With only ~35% of employees recommending Insignia as an employer, a 3.2/5 overall rating (2.8/5 for comp), and reviews citing 'most toxic workplace' and retrenchments 'based on salary level', the company has deep cultural challenges. Ratings have declined during the restructuring and takeover period. This is significantly below banking peers like NAB (3.4/5) and CBA (3.6/5).

05CEO pay is surprisingly modest for the sector

Hartley's ~A$2.8M at-target total is below AMP (~$4.5M), Challenger (~$3.5M), and even smaller platform peers Hub24 (~$3.0M). His fixed pay of A$1.3M and 0.008% ownership signal a CEO brought in specifically for a turnaround/sale, not long-term empire building. The STVR increase to 120% was a targeted retention play for the CC Capital deal.

06No meaningful offshore presence — unusual for a A$323B FUMA firm

Unlike NAB, CBA, ANZ, and Macquarie which all have tech centres in India, Vietnam, or Philippines, Insignia is almost entirely onshore Australian. The SS&C outsourcing partially addresses this by leveraging SS&C's global delivery model, but Insignia itself has no captive offshore capability. This contributed to higher costs and the 73% cost-to-income ratio before Hartley's reforms.

07ASIC Royal Commission legacy still haunts compensation design

IOOF was a central figure in the 2018 Royal Commission into Financial Services, with ASIC pursuing action over fee-for-no-service scandals and conflicts of interest. This legacy means compensation design is more conservative and compliance-heavy than it might otherwise be. The company paid $79.2M in client remediation. Risk management KPIs now feature prominently in STVR scorecards.

08The proposed redundancy pay cut signals a company under cost pressure

Proposing to slash redundancy pay by 58 weeks — potentially making it one of the industry's lowest — while simultaneously outsourcing 25% of staff to SS&C, sends a clear message about Insignia's priorities.

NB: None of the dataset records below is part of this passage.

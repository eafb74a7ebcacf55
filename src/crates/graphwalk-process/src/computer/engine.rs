use super::memory::{Memory, MemorySnapshot};
use super::program::{VertexContext, VertexOutcome, VertexProgram};
use super::result::{ComputedGraph, ComputerResult};
use super::GraphComputer;
use crate::config::ComputerConfig;
use crate::error::{ProcessError, Result};
use async_trait::async_trait;
use futures::future::try_join_all;
use graphwalk_structure::{Graph, ReadOnlyGraph, VertexId};
use std::collections::{BTreeMap, BTreeSet, HashMap};
use std::sync::atomic::{AtomicBool, Ordering};
use std::sync::Arc;
use std::time::Instant;
use uuid::Uuid;

type WorkItem<P> = (
    VertexId,
    <P as VertexProgram>::State,
    Vec<<P as VertexProgram>::Message>,
);
type Finished<P> = (
    VertexOutcome<<P as VertexProgram>::Message>,
    <P as VertexProgram>::State,
);

/// In-process graph computer that spreads each superstep over a pool of
/// blocking worker tasks.
///
/// The program sees a [`ReadOnlyGraph`] view. Vertices of a superstep are
/// split into contiguous chunks by id, one chunk per worker. The first
/// failing vertex raises an abort flag that every worker checks before its
/// next vertex; the job then fails and nothing of that superstep is
/// committed.
#[derive(Debug, Clone)]
pub struct TinkerGraphComputer {
    graph: Arc<dyn Graph>,
    config: ComputerConfig,
}

impl TinkerGraphComputer {
    pub fn new(graph: Arc<dyn Graph>) -> Self {
        Self {
            graph,
            config: ComputerConfig::default(),
        }
    }

    pub fn with_config(mut self, config: ComputerConfig) -> Self {
        self.config = config;
        self
    }

    pub fn workers(mut self, workers: usize) -> Self {
        self.config.workers = workers;
        self
    }

    pub fn max_supersteps(mut self, max_supersteps: u64) -> Self {
        self.config.max_supersteps = max_supersteps;
        self
    }

    pub fn config(&self) -> &ComputerConfig {
        &self.config
    }

    #[tracing::instrument(skip(self, program), fields(program = program.name()))]
    async fn run<P: VertexProgram>(&self, program: P) -> Result<ComputerResult<P::State>> {
        self.config.validate()?;
        if let Err(e) = self.graph.features().require_computer() {
            tracing::warn!(error = %e, "Graph cannot host a computation");
            return Err(e.into());
        }

        let job_id = Uuid::new_v4();
        let started = Instant::now();
        let view: Arc<dyn Graph> = Arc::new(ReadOnlyGraph::new(self.graph.clone()));
        tracing::info!(
            job_id = %job_id,
            workers = self.config.workers,
            max_supersteps = self.config.max_supersteps,
            "Starting graph computation"
        );

        let program = Arc::new(program);
        let mut memory = Memory::new();
        program.setup(view.as_ref(), &mut memory)?;

        let vertex_ids = view.vertex_ids();
        let mut states: BTreeMap<VertexId, P::State> = vertex_ids
            .iter()
            .map(|v| (*v, P::State::default()))
            .collect();
        let mut inbox: HashMap<VertexId, Vec<P::Message>> = HashMap::new();
        let mut active: Vec<VertexId> = vertex_ids
            .into_iter()
            .filter(|v| program.initially_active(*v))
            .collect();

        loop {
            let superstep = memory.superstep();
            if superstep >= self.config.max_supersteps {
                tracing::error!(
                    job_id = %job_id,
                    superstep,
                    "Computation did not terminate within its superstep bound"
                );
                return Err(ProcessError::MaxSuperstepsExceeded(self.config.max_supersteps));
            }

            let snapshot = Arc::new(memory.snapshot(started.elapsed()));
            tracing::debug!(
                job_id = %job_id,
                superstep,
                active = active.len(),
                messages = inbox.values().map(Vec::len).sum::<usize>(),
                "Superstep started"
            );

            let work: Vec<WorkItem<P>> = active
                .iter()
                .map(|v| {
                    (
                        *v,
                        states.remove(v).unwrap_or_default(),
                        inbox.remove(v).unwrap_or_default(),
                    )
                })
                .collect();
            let mut finished = self
                .execute_superstep(&program, &view, &snapshot, superstep, work)
                .await?;
            finished.sort_by_key(|(outcome, _)| outcome.vertex);

            // Barrier: memory, then messages, then next activity.
            let mut next_inbox: HashMap<VertexId, Vec<P::Message>> = HashMap::new();
            let mut next_active = BTreeSet::new();
            let mut sent = 0usize;
            for (outcome, state) in finished {
                let vertex = outcome.vertex;
                for (key, update) in outcome.memory_writes {
                    memory
                        .add(&key, update)
                        .map_err(|e| e.in_vertex(vertex, superstep))?;
                }
                for (target, message) in outcome.outgoing {
                    if view.contains_vertex(target) {
                        next_inbox.entry(target).or_default().push(message);
                        sent += 1;
                    } else {
                        tracing::warn!(
                            job_id = %job_id,
                            from = %vertex,
                            to = %target,
                            "Dropping message to a missing vertex"
                        );
                    }
                }
                if outcome.keep_active {
                    next_active.insert(vertex);
                }
                states.insert(vertex, state);
            }
            for messages in next_inbox.values_mut() {
                *messages = program.combine(std::mem::take(messages));
            }
            next_active.extend(next_inbox.keys().copied());
            active = next_active.into_iter().collect();
            inbox = next_inbox;
            memory.set_superstep(superstep + 1);

            tracing::debug!(
                job_id = %job_id,
                superstep,
                sent,
                next_active = active.len(),
                "Superstep finished"
            );

            if program.terminate(&mut memory)? {
                break;
            }
        }

        let snapshot = memory.snapshot(started.elapsed());
        tracing::info!(
            job_id = %job_id,
            supersteps = snapshot.superstep(),
            elapsed_ms = snapshot.runtime().as_millis() as u64,
            "Graph computation finished"
        );
        Ok(ComputerResult {
            memory: snapshot,
            graph: ComputedGraph::new(self.graph.clone(), states),
        })
    }

    /// Run one superstep across the worker pool.
    async fn execute_superstep<P: VertexProgram>(
        &self,
        program: &Arc<P>,
        view: &Arc<dyn Graph>,
        snapshot: &Arc<MemorySnapshot>,
        superstep: u64,
        mut work: Vec<WorkItem<P>>,
    ) -> Result<Vec<Finished<P>>> {
        let chunk_size = work.len().div_ceil(self.config.workers.max(1)).max(1);
        let mut chunks = Vec::new();
        while !work.is_empty() {
            let rest = work.split_off(work.len().min(chunk_size));
            chunks.push(std::mem::replace(&mut work, rest));
        }

        let abort = Arc::new(AtomicBool::new(false));
        let handles = chunks.into_iter().map(|chunk| {
            let program = program.clone();
            let view = view.clone();
            let snapshot = snapshot.clone();
            let abort = abort.clone();
            let handle = tokio::task::spawn_blocking(move || {
                run_chunk(program.as_ref(), view.as_ref(), &snapshot, superstep, chunk, &abort)
            });
            async move {
                match handle.await {
                    Ok(result) => result,
                    Err(e) => Err(ProcessError::Join(e.to_string())),
                }
            }
        });
        let results = try_join_all(handles).await?;
        Ok(results.into_iter().flatten().collect())
    }
}

/// Execute a chunk of vertices, stopping early once any worker has failed.
fn run_chunk<P: VertexProgram>(
    program: &P,
    graph: &dyn Graph,
    memory: &MemorySnapshot,
    superstep: u64,
    chunk: Vec<WorkItem<P>>,
    abort: &AtomicBool,
) -> Result<Vec<Finished<P>>> {
    let mut finished = Vec::with_capacity(chunk.len());
    for (vertex, mut state, incoming) in chunk {
        if abort.load(Ordering::Acquire) {
            break;
        }
        let mut ctx = VertexContext::new(vertex, superstep, graph, memory, &incoming, &mut state);
        if let Err(e) = program.execute(&mut ctx) {
            abort.store(true, Ordering::Release);
            tracing::error!(vertex = %vertex, superstep, error = %e, "Vertex program failed");
            return Err(e.in_vertex(vertex, superstep));
        }
        let outcome = ctx.finish();
        finished.push((outcome, state));
    }
    Ok(finished)
}

#[async_trait]
impl GraphComputer for TinkerGraphComputer {
    fn graph(&self) -> &Arc<dyn Graph> {
        &self.graph
    }

    async fn submit<P: VertexProgram>(&self, program: P) -> Result<ComputerResult<P::State>> {
        self.run(program).await
    }
}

Combined with the CC Capital acquisition, long-term employees face a perfect storm of reduced job security, lower redundancy protections, and uncertainty about PE ownership culture.


Recent Compensation News & Changes

Jul 2025
CC Capital agrees to acquire Insignia at A$4.80/share ($3.3B)
Scheme of arrangement entered after bidding war involving Bain Capital ($4.00), CC Capital ($4.30→$5.00), and Brookfield ($4.60). 56.9% premium to pre-bid price. Subject to APRA, FIRB, ACCC approval.
Dec 2024
SS&C outsourcing: 1,300 employees (25%) transferred
Insignia outsourced superannuation administration to SS&C Technologies, transferring ~1,300 employees. CEO Hartley called existing tech 'a mess'. SS&C committed to 12-month retention. Largest single workforce transition in Australian financial services.
Dec 2024
Proposed 58-week reduction in redundancy provisions
Insignia proposed slashing staff redundancy pay, potentially making it one of the lowest in the wealth management industry. Significant staff backlash and union concern.
Late 2025
CEO STVR increased to 120% of TFR
Board increased Hartley's maximum short-term variable reward from 74.4% to 120% of TFR, recognizing his leadership through the CC Capital acquisition process and 2030 strategy execution.
Mar 2024
Scott Hartley appointed CEO
Former AMP Australia Wealth Management CEO and ex-Sunsuper CEO replaced Renato Mota (who resigned after 20 years). Hartley installed new operating structure with dedicated Super CEO.
FY2025
UNPAT up 18% to A$255M; cost-to-income reduced to 68%
Strong financial performance with FUMA reaching A$323B. Cost-to-income ratio improved from 73% to 68%. No final dividend declared due to CC Capital scheme.
Jul 2024
New operating structure: Dave Woodall as CEO Superannuation
Former Australian Retirement Trust executive installed as dedicated super CEO. Executive team restructured to align with Hartley's vision of simplified, segment-focused leadership.
Ongoing
MLC integration and platform consolidation
Consolidating scattered super funds (MLC, IOOF, Plum, ANZ Smart Choice) onto one platform within 2–3 years. Legacy of the A$1.44B MLC acquisition from NAB in June 2021.